A simple geometrical model for statistical mechanical analysis of cooperative binding of monoionic
ligands to globular proteins was developed. It is assumed that the ligand has the charged group, which
is able to bind the oppositely charged residues on protein surface by electrostatic interactions, and the
hydrophobic region, which causes cooperativity by the interactions between bound ligands. The bound
ligand together with the side chain of the ionic residue is assumed to be mobile over the protein surface
within the tangential half sphere with the center at the β-carbon of the side chain and the radius of the
effective ligand length. The potential around a bound ligand was approximated by the cylindrical square-well potential with an exclusion core along the center line. The shape of protein was assumed to be spherical.

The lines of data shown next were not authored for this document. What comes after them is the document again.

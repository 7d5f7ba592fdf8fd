use std::collections::BTreeMap;

use serde::Serialize;
use tracing::{debug, info};

use super::types::{Assignment, CapacityRemaining, Job, JobResult, JobStatus, UtilizationRow};

/// Relative tolerance used when deciding whether a job was fully served.
pub const QUANTITY_TOLERANCE: f64 = 1e-9;

/// Output of one job allocation run
#[derive(Debug, Clone, Default, Serialize)]
pub struct JobAllocation {
    pub assignments: Vec<Assignment>,
    pub results: Vec<JobResult>,
    pub remaining: Vec<CapacityRemaining>,
}

/// Remaining hourly capacity per (area, hour), owned by a single run.
#[derive(Debug, Clone, Default)]
pub struct CapacityPool {
    slots: BTreeMap<(String, i32), f64>,
}

impl CapacityPool {
    /// Builds a fresh pool from the capacity column of the matrix.
    ///
    /// The day dimension is dropped: when several days share an
    /// (area, hour), the last row in matrix order wins.
    pub fn from_matrix(matrix: &[UtilizationRow]) -> Self {
        let mut slots = BTreeMap::new();
        for row in matrix {
            if let Some(previous) = slots.insert((row.area.clone(), row.hour), row.capacity) {
                debug!(area = %row.area, hour = row.hour, previous, "capacity key collapsed across days");
            }
        }
        Self { slots }
    }

    pub fn available(&self, area: &str, hour: i32) -> f64 {
        self.slots.get(&(area.to_string(), hour)).copied().unwrap_or(0.0)
    }

    fn take(&mut self, area: &str, hour: i32, amount: f64) {
        if let Some(slot) = self.slots.get_mut(&(area.to_string(), hour)) {
            *slot -= amount;
        }
    }

    pub fn snapshot(&self) -> Vec<CapacityRemaining> {
        self.slots
            .iter()
            .map(|((area, hour), rem)| CapacityRemaining {
                area: area.clone(),
                hour: *hour,
                capacity_remaining: *rem,
            })
            .collect()
    }
}

/// Serves jobs strictly in input order, first-fit across each job's hours.
///
/// An earlier job may consume capacity that a later one needed; there is no
/// reordering or backtracking.
pub fn assign_jobs_greedy(matrix: &[UtilizationRow], jobs: &[Job]) -> JobAllocation {
    let mut pool = CapacityPool::from_matrix(matrix);
    let mut assignments = Vec::new();
    let mut results = Vec::with_capacity(jobs.len());

    for job in jobs {
        let total_available: f64 = job.hours().map(|h| pool.available(&job.area, h)).sum();
        let mut to_assign = job.quantity.min(total_available);
        let mut assigned = 0.0;

        for hour in job.hours() {
            if to_assign <= 0.0 {
                break;
            }
            let alloc = pool.available(&job.area, hour).min(to_assign);
            if alloc > 0.0 {
                assignments.push(Assignment {
                    job_id: job.id.clone(),
                    area: job.area.clone(),
                    day: job.day.clone(),
                    hour,
                    assigned_quantity: alloc,
                });
                pool.take(&job.area, hour, alloc);
                to_assign -= alloc;
                assigned += alloc;
            }
        }

        let status = job_status(job.quantity, assigned);
        debug!(job = %job.id, area = %job.area, requested = job.quantity, assigned, ?status, "job processed");

        results.push(JobResult {
            job_id: job.id.clone(),
            area: job.area.clone(),
            day: job.day.clone(),
            start_hour: job.start_hour,
            duration: job.duration,
            requested_quantity: job.quantity,
            assigned_total: assigned,
            status,
        });
    }

    let unserved = results.iter().filter(|r| r.status != JobStatus::Assigned).count();
    info!(jobs = jobs.len(), assignments = assignments.len(), unserved, "job allocation finished");

    JobAllocation {
        assignments,
        results,
        remaining: pool.snapshot(),
    }
}

/// Non-positive requests count as fully served with nothing assigned.
pub fn job_status(requested: f64, assigned: f64) -> JobStatus {
    if requested <= 0.0 {
        return JobStatus::Assigned;
    }
    if (requested - assigned).abs() <= QUANTITY_TOLERANCE * requested.max(1.0) {
        JobStatus::Assigned
    } else if assigned > 0.0 {
        JobStatus::Partial
    } else {
        JobStatus::Unassigned
    }
}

The distance between charged residues on the protein surface was taken from crystallographic data. Grand
partition function was calculated as the sum of the terms of all possible bound states. In each term, the
electrostatic free energy was taken into account as the Debye−Huckel type electrostatic potential energy
for the distribution of isolated charges, and the partition function due to hydrophobic and/or stacking
interactions was calculated as the product of pairwise interactions. The model was applied to the binding
of an anionic azo dye or anionic surfactants to hen egg white lysozyme at several experimental conditions.
The calculated binding isotherms well-reproduced the experimental data. The values of the model parameters
estimated were consistent with the ligand size and the magnitude of hydrophobic interaction. Other detailed
information such as species fraction, variance, and bound fraction of each site was obtained. The results
show the wide applicability of the present model theory.